What good is strategic culture?: A modest defence of an immodest concept

Haglund, David G. International Journal59.3 (Summer 2004): 479-502

 Abstrak (ringkasan)
Be that as it may, the debate between enthusiasts of Verstehen and advocates of Erklaren is an old one in the history of ideas, with echoes going back far longer than a century, and detectable even today in the manner in which the concept, strategic culture, gets used. Erklaren is associated with a Galilean approach to causal explanation in science (as in, "this took place because that did"), while Verstehen makes appeal to an Aristotelian approach, stressing teleological accounts (as in, "this happened so that that should occur"). But it was only in the late nineteenth century that the social sciences experienced their own "great awakening," with the emergence of a "positivism" displaying clear affinities to the Galilean tradition. Opposed to this would surface an antipositivism, a philosophy of science at times labelled "idealism," but one that would be better remembered as "hermeneutics." It was the German philosopher Johann Gustav Droysen who coined the distinction between Verstehen and Erklaren, with the former being said (by him) to be the method of the historical sciences, and the latter that of the natural sciences.(27)

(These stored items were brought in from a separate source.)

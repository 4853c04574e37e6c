//! Alert messages shown in the floating alert container.
//!
//! Alerts are rendered with `hx-swap-oob` so that any htmx response carrying
//! one replaces the page's `#alert-container`.

use axum::response::{Html, IntoResponse, Response};
use maud::{Markup, html};

/// A success or error message for the user.
#[derive(Debug, Clone, PartialEq)]
pub enum Alert {
    Success { message: String, details: String },
    SuccessSimple { message: String },
    Error { message: String, details: String },
    ErrorSimple { message: String },
}

impl Alert {
    pub fn into_html(self) -> Html<String> {
        Html(self.into_markup().into_string())
    }

    pub fn into_markup(self) -> Markup {
        let (style, message, details) = match self {
            Alert::Success { message, details } => (SUCCESS_STYLE, message, details),
            Alert::SuccessSimple { message } => (SUCCESS_STYLE, message, String::new()),
            Alert::Error { message, details } => (ERROR_STYLE, message, details),
            Alert::ErrorSimple { message } => (ERROR_STYLE, message, String::new()),
        };

        html! {
            div
                id="alert-container"
                hx-swap-oob="true"
                class="w-full max-w-md px-4"
                style="position: fixed; bottom: 1rem; left: 50%; transform: translateX(-50%); z-index: 9999;"
            {
                div class=(style) role="alert"
                {
                    div class="flex items-start justify-between gap-4"
                    {
                        div
                        {
                            p class="text-sm font-medium" { (message) }

                            @if !details.is_empty() {
                                p class="mt-1 text-sm" { (details) }
                            }
                        }

                        button
                            type="button"
                            aria-label="Fermer"
                            class="text-lg leading-none"
                            onclick="document.getElementById('alert-container').classList.add('hidden')"
                        {
                            "×"
                        }
                    }
                }
            }
        }
    }
}

impl IntoResponse for Alert {
    fn into_response(self) -> Response {
        self.into_html().into_response()
    }
}

const SUCCESS_STYLE: &str = "p-4 rounded-lg border border-green-300 bg-green-50 \
    text-green-800 dark:bg-gray-800 dark:text-green-400 dark:border-green-800";
const ERROR_STYLE: &str = "p-4 rounded-lg border border-red-300 bg-red-50 \
    text-red-800 dark:bg-gray-800 dark:text-red-400 dark:border-red-800";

By the very same token, [Colin S. Gray] is right to object to the dismissal of realists as "acultural, ahistorical" automatons. It is ironic enough to find constructivist tents pitched inside positivist epistemological campgrounds; even more ironic is the discovery of realists grazing in the pastures of interpretivism. For what else can this variety of realist be said to be doing when state action is ascribed to endogenous, identity-derived categories, rather than deduced from assessments of a systemic structure revealed through relative capability? Adrian Hyde-Price and Lisbeth Aggestam are on the mark when they note that realists of a non-structural kidney have been enjoying "a renewed burst of life, particularly as the limitations of Waltzian parsimony become ever clearer."(38) Some have seen fit to label this more reflective theoretical orientation "neoclassical" realism.(39) It is usually a bad idea to attach the prefix "neo-" to otherwise serviceable concepts, as witnessed by the tortured semantic career of "neorealism," which not only never was required as a means of conveying the meaning amply supplied by "structural" realism, but which completely reversed the original sense some did propose to attach to the "neorealism" that first appeared on the scene in the early 1980s, as an inventory of the accoutrements of sound policy in an era of "complex interdependence"--i.e., an inventory that denied the utility of an aggregate construe of power!(40)
It is, of course, one thing to invoke path dependence as the mechanism by which history can be said to continue to matter in the shaping of foreign (including security) policy, for instance in the general, and common-sensical, observation that choices made long in the past can go on limiting policy options in the future.(47) Yet it is quite another thing actually to tease out, or "trace,"(48) the process(es) by which path dependence manages to yield the context called strategic culture. Strategic culturalists exploring the behavioural component of context will find themselves being drawn ever closer to historical sociology, and will as a result have to come to grips with concepts closely related to path dependence. Among these latter, two stand out: temporal sequencing, and contingency. For path dependence cannot mean sensitive dependence upon "initial conditions;" rather, it must suggest a break point after which the ability of those initial conditions to shape the future altered substantially.(49) Some will label that break point "contingency," by which they will mean the development required to have set in train a new inertia, one in which the "path" led either to the efficient reproduction of cooperation (sometimes called "self-reinforcing sequences") or the reverse, the efficient reproduction of conflict and discord (called "reactive sequences").(50) Which it is to be, and why, can be expected to provide work for strategic culturalists who take their concept to mean the "context" revealed by behaviour, and who understand strategic culture as virtually indistinguishable from a country's historical record.